**Task details**
The expected answer comprises all lines from the entries that contain the string "Some".

Source records
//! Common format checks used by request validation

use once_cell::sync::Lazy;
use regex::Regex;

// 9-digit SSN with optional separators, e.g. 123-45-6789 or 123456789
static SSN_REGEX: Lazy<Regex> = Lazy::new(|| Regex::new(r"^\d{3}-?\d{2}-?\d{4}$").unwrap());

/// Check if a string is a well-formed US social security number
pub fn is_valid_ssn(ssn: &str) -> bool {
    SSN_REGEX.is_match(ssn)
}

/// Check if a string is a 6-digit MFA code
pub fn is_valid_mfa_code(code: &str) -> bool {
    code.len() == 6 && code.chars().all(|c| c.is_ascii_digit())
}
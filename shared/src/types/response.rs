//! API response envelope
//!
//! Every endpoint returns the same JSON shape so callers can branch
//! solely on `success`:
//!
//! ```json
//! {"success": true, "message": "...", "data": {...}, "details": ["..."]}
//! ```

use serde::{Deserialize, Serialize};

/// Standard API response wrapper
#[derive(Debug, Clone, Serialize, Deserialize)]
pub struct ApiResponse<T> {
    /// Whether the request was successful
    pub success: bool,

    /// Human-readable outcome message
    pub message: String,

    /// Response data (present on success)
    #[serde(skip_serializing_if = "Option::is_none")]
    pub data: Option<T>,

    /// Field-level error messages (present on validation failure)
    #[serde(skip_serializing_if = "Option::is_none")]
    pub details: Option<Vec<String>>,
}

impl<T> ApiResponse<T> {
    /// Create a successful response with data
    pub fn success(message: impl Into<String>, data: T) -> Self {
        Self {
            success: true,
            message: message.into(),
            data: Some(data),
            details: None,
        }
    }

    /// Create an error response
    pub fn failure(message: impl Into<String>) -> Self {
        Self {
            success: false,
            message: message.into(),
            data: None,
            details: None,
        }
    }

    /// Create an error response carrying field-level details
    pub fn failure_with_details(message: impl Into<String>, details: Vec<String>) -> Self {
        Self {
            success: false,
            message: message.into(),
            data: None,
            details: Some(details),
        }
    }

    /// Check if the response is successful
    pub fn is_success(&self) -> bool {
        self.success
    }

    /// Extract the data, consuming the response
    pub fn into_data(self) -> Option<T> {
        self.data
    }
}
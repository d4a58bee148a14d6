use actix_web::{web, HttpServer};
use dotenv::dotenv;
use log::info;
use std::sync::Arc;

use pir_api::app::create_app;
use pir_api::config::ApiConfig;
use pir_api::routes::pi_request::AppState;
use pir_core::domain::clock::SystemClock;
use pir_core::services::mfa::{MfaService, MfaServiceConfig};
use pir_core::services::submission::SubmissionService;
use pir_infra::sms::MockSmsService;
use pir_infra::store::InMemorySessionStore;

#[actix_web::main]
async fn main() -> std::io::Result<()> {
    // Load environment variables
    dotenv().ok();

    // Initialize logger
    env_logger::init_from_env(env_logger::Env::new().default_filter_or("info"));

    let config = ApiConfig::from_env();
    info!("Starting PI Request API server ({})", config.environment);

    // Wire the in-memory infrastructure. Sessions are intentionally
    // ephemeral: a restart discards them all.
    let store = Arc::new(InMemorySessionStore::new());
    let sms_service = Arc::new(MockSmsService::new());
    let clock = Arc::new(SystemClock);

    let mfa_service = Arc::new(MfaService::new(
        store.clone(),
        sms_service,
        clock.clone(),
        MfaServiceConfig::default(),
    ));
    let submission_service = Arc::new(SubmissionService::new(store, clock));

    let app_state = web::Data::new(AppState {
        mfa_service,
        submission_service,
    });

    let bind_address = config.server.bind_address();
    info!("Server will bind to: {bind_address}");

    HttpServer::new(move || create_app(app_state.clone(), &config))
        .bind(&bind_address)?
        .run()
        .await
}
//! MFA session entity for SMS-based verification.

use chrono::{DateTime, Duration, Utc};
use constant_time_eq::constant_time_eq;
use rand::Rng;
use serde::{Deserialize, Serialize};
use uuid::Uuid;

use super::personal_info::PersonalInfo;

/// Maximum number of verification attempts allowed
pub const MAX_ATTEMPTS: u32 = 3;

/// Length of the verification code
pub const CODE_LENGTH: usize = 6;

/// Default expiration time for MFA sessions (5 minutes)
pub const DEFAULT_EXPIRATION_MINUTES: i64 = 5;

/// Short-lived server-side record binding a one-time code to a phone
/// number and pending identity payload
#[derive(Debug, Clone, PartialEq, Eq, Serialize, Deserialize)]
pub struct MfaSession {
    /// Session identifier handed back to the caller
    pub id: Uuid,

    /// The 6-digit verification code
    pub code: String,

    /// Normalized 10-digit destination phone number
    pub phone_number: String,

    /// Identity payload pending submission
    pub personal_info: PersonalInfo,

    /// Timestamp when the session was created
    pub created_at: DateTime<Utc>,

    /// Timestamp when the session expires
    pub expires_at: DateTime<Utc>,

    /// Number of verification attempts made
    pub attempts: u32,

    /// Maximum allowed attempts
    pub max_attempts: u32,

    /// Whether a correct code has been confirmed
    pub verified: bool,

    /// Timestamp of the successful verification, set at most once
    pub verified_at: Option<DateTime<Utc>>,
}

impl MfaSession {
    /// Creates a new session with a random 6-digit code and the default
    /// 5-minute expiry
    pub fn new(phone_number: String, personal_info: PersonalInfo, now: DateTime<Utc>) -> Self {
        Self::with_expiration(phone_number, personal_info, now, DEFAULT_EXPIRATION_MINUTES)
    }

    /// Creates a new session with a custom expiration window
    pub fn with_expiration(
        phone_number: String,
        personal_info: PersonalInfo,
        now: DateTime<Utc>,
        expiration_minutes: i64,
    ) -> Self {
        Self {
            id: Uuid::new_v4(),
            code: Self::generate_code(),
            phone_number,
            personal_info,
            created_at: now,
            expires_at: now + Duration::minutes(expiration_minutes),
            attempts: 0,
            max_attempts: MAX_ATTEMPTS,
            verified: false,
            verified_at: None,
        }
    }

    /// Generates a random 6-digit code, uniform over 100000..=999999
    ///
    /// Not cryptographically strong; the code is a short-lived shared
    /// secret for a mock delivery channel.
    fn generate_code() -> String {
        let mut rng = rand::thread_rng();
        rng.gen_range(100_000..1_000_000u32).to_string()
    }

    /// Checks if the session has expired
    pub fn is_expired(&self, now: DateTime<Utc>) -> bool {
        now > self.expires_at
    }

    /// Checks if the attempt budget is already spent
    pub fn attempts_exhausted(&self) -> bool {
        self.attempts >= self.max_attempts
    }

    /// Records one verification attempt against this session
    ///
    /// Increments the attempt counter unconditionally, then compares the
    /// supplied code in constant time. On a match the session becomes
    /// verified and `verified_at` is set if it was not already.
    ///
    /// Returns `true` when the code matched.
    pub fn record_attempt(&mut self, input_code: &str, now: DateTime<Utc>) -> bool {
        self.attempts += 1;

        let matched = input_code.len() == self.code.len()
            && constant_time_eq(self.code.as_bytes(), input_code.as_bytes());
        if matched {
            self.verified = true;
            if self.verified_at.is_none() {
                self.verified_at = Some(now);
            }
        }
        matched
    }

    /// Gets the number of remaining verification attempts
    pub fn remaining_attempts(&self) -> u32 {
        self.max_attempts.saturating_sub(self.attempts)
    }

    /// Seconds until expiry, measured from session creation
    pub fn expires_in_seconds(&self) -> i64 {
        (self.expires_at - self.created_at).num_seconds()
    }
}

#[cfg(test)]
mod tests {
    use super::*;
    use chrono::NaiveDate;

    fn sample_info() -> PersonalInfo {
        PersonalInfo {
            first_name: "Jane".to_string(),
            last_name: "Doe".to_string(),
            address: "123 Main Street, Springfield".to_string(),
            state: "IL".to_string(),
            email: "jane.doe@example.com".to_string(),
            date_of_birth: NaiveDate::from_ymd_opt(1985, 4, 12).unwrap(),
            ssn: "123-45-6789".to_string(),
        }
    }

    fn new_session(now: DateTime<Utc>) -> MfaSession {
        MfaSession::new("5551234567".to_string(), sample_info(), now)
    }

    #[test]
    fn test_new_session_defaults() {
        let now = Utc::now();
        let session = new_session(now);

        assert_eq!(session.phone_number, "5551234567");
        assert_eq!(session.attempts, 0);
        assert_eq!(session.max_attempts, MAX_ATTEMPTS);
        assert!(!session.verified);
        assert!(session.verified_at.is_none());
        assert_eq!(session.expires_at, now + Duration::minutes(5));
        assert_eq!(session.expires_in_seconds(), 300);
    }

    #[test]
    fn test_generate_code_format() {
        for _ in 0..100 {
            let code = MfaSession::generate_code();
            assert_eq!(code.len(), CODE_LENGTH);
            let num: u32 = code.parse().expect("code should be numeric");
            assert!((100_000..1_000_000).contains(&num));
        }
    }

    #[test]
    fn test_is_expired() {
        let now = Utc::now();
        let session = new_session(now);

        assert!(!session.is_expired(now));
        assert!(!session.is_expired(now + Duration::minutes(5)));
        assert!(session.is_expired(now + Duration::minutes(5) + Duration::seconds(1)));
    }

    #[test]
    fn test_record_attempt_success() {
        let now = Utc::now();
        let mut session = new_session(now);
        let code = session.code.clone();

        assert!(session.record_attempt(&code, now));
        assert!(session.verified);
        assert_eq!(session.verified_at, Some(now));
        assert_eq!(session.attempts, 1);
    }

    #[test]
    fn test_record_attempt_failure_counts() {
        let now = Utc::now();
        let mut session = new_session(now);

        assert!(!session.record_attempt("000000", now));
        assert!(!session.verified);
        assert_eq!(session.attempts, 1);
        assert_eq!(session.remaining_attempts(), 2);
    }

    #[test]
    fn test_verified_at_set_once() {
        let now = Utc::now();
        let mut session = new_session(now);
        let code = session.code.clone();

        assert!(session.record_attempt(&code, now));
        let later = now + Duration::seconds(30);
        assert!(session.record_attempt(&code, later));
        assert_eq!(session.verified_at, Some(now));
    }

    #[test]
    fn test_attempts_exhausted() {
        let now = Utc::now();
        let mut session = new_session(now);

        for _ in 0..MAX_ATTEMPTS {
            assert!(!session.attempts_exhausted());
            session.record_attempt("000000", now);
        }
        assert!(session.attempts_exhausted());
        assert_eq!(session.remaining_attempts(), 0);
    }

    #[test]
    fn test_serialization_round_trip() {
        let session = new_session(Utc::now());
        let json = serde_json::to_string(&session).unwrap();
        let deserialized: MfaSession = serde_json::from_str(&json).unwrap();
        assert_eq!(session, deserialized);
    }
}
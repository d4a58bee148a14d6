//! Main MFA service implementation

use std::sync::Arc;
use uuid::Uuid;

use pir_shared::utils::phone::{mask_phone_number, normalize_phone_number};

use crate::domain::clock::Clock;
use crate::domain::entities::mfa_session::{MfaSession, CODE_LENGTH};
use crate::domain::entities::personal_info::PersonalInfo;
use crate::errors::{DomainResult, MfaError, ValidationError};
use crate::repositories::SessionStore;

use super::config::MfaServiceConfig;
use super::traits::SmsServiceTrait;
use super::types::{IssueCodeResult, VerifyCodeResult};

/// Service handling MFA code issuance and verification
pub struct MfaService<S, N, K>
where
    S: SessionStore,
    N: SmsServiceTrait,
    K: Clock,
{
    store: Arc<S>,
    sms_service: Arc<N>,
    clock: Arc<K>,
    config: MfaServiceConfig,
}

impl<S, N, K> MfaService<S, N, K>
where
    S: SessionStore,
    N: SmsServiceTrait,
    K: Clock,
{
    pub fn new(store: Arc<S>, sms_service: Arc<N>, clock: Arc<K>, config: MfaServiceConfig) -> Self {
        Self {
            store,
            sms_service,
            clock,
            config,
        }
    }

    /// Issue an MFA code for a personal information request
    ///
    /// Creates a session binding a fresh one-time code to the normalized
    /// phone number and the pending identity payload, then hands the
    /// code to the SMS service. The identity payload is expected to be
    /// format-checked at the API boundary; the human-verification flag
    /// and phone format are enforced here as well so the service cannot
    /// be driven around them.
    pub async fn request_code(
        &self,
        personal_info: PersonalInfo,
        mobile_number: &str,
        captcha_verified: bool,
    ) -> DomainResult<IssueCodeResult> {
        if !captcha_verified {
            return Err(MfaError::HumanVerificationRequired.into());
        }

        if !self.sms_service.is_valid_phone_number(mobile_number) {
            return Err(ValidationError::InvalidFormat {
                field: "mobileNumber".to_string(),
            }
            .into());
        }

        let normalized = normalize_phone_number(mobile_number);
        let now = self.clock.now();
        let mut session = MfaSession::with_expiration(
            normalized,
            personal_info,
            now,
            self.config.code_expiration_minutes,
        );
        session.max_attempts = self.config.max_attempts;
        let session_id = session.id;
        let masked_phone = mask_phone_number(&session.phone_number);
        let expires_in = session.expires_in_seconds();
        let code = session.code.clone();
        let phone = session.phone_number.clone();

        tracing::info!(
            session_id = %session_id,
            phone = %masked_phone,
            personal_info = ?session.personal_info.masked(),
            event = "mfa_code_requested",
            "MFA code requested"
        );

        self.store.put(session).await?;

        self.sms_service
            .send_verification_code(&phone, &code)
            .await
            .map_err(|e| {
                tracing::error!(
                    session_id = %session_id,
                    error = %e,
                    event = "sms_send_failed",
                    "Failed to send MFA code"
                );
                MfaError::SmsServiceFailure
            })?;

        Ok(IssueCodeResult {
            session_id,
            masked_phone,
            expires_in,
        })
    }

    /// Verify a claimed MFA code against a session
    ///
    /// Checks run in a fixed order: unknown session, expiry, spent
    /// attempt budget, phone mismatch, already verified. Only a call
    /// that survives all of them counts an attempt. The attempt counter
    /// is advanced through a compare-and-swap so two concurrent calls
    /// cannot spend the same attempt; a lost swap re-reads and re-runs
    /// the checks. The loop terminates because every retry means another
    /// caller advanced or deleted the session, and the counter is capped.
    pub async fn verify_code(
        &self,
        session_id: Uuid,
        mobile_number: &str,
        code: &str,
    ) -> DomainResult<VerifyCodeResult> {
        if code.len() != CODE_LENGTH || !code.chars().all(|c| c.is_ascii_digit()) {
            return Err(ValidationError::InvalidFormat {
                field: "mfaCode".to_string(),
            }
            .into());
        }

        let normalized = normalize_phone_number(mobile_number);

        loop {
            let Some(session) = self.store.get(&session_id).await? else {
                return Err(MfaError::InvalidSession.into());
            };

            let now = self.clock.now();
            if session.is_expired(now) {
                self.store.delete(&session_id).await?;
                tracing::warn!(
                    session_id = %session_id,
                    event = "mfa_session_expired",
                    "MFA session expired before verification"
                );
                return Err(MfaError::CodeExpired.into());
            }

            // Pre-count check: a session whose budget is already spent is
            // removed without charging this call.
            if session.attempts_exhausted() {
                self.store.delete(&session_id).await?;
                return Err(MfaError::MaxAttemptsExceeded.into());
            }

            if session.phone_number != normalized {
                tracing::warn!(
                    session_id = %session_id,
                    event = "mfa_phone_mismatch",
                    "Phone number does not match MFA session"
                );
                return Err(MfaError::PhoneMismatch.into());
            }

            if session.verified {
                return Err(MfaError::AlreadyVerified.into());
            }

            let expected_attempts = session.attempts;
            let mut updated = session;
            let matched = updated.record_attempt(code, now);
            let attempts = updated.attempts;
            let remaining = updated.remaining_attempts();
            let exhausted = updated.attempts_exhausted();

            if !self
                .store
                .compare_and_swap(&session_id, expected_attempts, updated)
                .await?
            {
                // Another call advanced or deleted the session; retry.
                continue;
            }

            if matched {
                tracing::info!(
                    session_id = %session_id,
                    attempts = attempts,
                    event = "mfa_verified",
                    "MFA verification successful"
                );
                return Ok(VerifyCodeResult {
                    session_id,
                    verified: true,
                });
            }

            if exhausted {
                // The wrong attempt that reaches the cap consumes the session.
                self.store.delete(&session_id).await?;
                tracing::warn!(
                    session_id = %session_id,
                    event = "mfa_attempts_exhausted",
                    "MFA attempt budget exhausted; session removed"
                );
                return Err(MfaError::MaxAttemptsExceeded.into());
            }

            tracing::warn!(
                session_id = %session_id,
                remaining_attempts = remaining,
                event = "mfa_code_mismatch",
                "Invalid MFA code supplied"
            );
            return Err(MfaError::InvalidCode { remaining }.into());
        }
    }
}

**Answer to this task**
            data: Some(data),
            details: Some(details),
                self.verified_at = Some(now);
        assert_eq!(session.verified_at, Some(now));
        assert_eq!(session.verified_at, Some(now));
            let Some(session) = self.store.get(&session_id).await? else {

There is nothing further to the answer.